Instructions for the task: Where the string "impl" shows up in a line of the records, copy that line.
[[ Records shown, beginning ]]
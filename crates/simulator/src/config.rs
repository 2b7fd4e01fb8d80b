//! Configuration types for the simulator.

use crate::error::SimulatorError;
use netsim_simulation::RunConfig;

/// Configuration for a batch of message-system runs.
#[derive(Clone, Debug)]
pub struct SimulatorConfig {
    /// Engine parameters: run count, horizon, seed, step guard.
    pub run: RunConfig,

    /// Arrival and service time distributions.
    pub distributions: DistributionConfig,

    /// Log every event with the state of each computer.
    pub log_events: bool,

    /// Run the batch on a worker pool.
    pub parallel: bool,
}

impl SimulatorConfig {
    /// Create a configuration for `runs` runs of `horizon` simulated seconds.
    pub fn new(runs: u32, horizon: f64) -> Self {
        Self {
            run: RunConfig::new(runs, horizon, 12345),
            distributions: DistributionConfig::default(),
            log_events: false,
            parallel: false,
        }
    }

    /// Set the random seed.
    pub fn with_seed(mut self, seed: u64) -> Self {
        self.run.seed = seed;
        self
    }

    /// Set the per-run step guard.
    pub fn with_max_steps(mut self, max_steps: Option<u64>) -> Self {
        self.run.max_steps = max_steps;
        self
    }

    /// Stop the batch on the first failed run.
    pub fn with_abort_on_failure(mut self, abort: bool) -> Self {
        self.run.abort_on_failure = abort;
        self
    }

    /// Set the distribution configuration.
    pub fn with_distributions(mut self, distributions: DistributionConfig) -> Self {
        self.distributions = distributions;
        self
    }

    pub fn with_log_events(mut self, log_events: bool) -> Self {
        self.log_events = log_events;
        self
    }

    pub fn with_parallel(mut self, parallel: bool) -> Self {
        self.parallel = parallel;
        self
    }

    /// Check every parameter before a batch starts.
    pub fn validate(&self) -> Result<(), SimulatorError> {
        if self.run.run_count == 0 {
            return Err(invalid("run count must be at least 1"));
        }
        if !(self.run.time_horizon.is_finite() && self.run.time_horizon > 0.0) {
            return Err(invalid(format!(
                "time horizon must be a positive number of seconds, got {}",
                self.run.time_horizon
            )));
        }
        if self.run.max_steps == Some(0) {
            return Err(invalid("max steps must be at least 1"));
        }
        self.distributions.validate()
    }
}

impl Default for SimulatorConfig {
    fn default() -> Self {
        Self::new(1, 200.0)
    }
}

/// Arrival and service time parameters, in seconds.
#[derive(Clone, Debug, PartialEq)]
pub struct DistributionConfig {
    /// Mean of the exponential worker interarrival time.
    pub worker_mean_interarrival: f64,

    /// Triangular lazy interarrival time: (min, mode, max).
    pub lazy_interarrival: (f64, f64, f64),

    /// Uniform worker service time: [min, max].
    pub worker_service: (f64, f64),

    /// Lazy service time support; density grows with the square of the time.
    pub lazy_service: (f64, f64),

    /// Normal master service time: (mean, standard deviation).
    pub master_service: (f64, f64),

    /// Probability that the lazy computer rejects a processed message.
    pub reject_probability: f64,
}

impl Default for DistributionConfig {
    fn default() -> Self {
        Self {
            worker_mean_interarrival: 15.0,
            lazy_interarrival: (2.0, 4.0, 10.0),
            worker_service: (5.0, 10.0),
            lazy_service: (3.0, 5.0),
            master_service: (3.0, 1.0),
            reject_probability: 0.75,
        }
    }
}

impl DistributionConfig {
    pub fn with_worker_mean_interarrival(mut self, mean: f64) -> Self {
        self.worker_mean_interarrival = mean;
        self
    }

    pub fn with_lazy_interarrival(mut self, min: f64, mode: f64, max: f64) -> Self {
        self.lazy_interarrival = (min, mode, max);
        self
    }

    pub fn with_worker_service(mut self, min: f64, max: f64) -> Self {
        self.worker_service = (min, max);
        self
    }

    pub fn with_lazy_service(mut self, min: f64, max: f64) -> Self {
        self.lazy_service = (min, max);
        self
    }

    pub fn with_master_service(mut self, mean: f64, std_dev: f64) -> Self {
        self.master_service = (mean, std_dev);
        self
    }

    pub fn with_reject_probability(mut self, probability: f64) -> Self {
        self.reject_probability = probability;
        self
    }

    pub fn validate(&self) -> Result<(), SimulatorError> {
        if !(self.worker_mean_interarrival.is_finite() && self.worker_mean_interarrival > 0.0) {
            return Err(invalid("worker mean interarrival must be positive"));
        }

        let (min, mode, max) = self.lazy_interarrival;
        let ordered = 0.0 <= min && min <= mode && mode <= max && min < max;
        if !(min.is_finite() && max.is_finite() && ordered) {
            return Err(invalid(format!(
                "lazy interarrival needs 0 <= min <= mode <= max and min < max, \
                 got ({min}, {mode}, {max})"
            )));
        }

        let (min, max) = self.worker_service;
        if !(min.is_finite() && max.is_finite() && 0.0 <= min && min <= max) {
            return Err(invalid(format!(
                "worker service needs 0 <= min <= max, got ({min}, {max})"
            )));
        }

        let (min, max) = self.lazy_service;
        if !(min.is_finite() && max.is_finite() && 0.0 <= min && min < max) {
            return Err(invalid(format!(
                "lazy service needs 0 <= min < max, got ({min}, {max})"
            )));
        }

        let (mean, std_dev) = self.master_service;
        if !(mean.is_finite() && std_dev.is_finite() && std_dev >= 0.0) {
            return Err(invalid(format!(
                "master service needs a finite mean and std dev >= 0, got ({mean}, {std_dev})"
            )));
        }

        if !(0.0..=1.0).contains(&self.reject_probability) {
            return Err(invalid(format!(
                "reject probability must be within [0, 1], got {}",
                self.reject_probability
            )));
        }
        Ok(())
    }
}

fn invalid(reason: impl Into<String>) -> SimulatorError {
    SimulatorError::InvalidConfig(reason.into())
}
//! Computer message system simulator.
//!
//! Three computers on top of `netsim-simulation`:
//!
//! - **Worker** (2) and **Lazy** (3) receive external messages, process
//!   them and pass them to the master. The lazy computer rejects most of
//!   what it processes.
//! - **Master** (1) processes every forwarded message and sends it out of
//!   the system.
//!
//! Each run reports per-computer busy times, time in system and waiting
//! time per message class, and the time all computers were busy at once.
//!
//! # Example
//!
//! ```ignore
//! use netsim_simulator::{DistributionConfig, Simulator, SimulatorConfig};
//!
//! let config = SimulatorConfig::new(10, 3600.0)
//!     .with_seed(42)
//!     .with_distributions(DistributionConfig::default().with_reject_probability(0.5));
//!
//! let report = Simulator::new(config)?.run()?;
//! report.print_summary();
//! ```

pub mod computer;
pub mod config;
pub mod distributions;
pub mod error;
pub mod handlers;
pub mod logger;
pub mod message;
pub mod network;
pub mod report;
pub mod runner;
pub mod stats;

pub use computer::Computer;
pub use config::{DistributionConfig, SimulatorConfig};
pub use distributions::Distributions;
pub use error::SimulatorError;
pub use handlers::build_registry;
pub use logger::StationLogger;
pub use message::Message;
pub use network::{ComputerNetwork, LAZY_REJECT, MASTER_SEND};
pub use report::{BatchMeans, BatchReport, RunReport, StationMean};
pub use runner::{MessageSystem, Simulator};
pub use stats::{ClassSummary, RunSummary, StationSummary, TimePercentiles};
[[ Records shown, end ]]
Task output:
impl SimulatorConfig {
impl Default for SimulatorConfig {
impl Default for DistributionConfig {
impl DistributionConfig {
fn invalid(reason: impl Into<String>) -> SimulatorError {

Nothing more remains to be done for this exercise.